### WHAT YOU SHOULD DO
The required result is one figure, the count of lines below with the string "else" in them.

### RECORDS SHOWN
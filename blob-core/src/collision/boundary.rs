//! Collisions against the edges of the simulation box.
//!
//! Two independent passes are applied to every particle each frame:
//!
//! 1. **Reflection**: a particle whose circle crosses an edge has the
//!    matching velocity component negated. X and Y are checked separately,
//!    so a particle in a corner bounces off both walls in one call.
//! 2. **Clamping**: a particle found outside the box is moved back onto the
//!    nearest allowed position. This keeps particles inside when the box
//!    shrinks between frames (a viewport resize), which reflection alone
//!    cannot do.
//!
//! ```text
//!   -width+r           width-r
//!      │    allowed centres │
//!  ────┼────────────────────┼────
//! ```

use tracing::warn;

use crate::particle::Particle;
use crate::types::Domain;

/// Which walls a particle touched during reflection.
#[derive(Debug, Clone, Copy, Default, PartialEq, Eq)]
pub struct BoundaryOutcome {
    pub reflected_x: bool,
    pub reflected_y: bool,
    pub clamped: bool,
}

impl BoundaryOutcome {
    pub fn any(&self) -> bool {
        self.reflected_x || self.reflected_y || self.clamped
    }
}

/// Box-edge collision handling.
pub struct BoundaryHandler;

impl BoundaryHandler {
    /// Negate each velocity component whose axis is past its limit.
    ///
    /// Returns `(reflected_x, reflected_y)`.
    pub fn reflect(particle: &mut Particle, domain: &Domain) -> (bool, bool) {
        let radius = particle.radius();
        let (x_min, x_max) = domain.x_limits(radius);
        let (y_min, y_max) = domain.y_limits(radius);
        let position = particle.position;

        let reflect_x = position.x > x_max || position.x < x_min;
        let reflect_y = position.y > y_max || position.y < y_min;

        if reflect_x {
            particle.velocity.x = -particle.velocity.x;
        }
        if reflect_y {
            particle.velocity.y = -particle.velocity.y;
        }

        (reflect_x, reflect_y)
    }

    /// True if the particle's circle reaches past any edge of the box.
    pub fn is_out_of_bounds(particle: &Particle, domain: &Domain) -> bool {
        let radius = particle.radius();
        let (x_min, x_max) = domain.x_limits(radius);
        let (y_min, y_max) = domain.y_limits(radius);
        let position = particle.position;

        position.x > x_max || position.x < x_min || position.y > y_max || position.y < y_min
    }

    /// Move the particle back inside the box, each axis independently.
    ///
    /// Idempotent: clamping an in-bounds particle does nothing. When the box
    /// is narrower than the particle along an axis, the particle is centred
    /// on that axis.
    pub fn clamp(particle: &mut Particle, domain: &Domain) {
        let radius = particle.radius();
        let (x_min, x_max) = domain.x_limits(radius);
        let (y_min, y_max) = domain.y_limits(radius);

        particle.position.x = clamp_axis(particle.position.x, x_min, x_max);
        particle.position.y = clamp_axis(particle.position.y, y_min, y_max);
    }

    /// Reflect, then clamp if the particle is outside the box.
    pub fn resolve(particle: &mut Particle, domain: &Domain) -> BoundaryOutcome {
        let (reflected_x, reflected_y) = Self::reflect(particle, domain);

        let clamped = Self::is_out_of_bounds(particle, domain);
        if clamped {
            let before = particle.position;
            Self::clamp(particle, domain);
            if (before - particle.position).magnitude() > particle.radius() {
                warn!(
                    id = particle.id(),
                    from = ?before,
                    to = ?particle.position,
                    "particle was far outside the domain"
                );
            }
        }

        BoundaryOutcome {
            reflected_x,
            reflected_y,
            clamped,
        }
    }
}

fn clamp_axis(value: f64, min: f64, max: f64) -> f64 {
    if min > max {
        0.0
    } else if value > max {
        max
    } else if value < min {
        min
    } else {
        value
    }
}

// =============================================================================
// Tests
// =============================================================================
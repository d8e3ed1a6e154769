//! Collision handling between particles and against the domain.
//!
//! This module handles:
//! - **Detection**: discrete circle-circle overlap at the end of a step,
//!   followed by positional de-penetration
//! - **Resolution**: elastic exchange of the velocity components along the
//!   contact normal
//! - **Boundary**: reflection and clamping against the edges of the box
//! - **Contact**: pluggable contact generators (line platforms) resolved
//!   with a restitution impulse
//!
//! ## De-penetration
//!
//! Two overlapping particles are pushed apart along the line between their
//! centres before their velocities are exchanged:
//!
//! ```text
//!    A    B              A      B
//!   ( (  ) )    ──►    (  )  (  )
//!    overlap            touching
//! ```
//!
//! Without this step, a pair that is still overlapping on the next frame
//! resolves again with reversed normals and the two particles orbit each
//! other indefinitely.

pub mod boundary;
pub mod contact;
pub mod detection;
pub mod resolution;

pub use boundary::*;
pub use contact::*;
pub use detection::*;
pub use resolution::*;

### SOLUTION TO THIS PROBLEM
3